Dive Brief:
- This week, the International Trade Commission (ITC) ruled that Arista Networks violated three of five patents Cisco Systems alleged the company infringed upon.
- An administrative law judge made the ruling in the ongoing patent fight between the two companies. To top things off, last month Arista filed a lawsuit against Cisco alleging antitrust violations.

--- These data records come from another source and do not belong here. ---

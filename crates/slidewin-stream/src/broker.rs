use std::{collections::HashMap, sync::Arc};

use parking_lot::Mutex;
use tokio::sync::mpsc::{unbounded_channel, UnboundedReceiver, UnboundedSender};

type Subscribers = HashMap<String, Vec<UnboundedSender<String>>>;

/// An in-process publish/subscribe broker
///
/// Topics are created on first use. Every subscriber of a topic receives every payload
/// published after it subscribed, in publish order. The handle is cheap to clone and may be
/// shared across tasks.
///
/// # Example
///
/// ```
/// # tokio::runtime::Builder::new_current_thread().build().unwrap().block_on(async {
/// use slidewin_stream::Broker;
///
/// let broker = Broker::new();
/// let mut sub = broker.subscribe("window_sum");
/// assert_eq!(broker.publish("window_sum", "10"), 1);
/// assert_eq!(sub.recv().await.as_deref(), Some("10"));
/// # });
/// ```
#[derive(Debug, Clone, Default)]
pub struct Broker {
    topics: Arc<Mutex<Subscribers>>,
}

impl Broker {
    /// Creates a broker without any topics
    pub fn new() -> Self {
        Self::default()
    }

    /// Subscribes to `topic`
    pub fn subscribe(&self, topic: impl Into<String>) -> Subscription {
        let topic = topic.into();
        let (tx, rx) = unbounded_channel();
        self.topics.lock().entry(topic.clone()).or_default().push(tx);
        log::debug!("subscribed to topic {topic}");
        Subscription { topic, rx }
    }

    /// Publishes `payload` on `topic`
    ///
    /// Returns the number of subscribers that received the payload. Subscriptions that have
    /// been dropped are pruned.
    pub fn publish(&self, topic: &str, payload: impl Into<String>) -> usize {
        let payload = payload.into();
        let mut topics = self.topics.lock();
        let Some(subscribers) = topics.get_mut(topic) else {
            return 0;
        };
        subscribers.retain(|tx| tx.send(payload.clone()).is_ok());
        subscribers.len()
    }

    /// Returns the number of live subscribers on `topic`
    pub fn subscribers(&self, topic: &str) -> usize {
        self.topics
            .lock()
            .get(topic)
            .map(|subs| subs.iter().filter(|tx| !tx.is_closed()).count())
            .unwrap_or(0)
    }

    /// Drops every subscriber of `topic`
    ///
    /// Pending payloads are still delivered; afterwards the subscriptions observe a closed
    /// channel.
    pub fn close(&self, topic: &str) {
        self.topics.lock().remove(topic);
    }
}

/// A subscription to a single topic
#[derive(Debug)]
pub struct Subscription {
    topic: String,
    rx: UnboundedReceiver<String>,
}

impl Subscription {
    /// Returns the subscribed topic
    pub fn topic(&self) -> &str {
        &self.topic
    }

    /// Waits for the next payload
    ///
    /// Returns `None` once the broker side of the subscription is gone and every pending
    /// payload has been received.
    pub async fn recv(&mut self) -> Option<String> {
        self.rx.recv().await
    }
}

- The case will now be further reviewed by the commission. A judge will make a ruling on a second ITC investigation in April regarding six more patent infringement allegations Cisco made against Arista.
Dive Insight:
The judge ruled that Arista infringed upon three patents (’537, ’592 and ’145). The patent ’537 is related to Sysdb Initiation that manages a router’s own configuration data. The ’592 and ’145 are related to private local area networks. No infringements were found on the other two patents (’597 and ’164).
All the alleged patent violations come from technology former Cisco employees invented before becoming executives at Arista, or tech from engineers who were Cisco employees but worked for Arista execs, ZDNet reports.
The patents in question go to the core of Arista's business and could seriously impact future business and customer offerings.
If the case is upheld by the ITC in June, the commission could potentially ban Arista from importing certain equipment or devices from outside of the U.S. or put a cease and desist order on certain Arista’s inventories.
In its lawsuit again Cisco, Arista accused the company of monopolistic business practices that unfairly harms both competing vendors and end users.”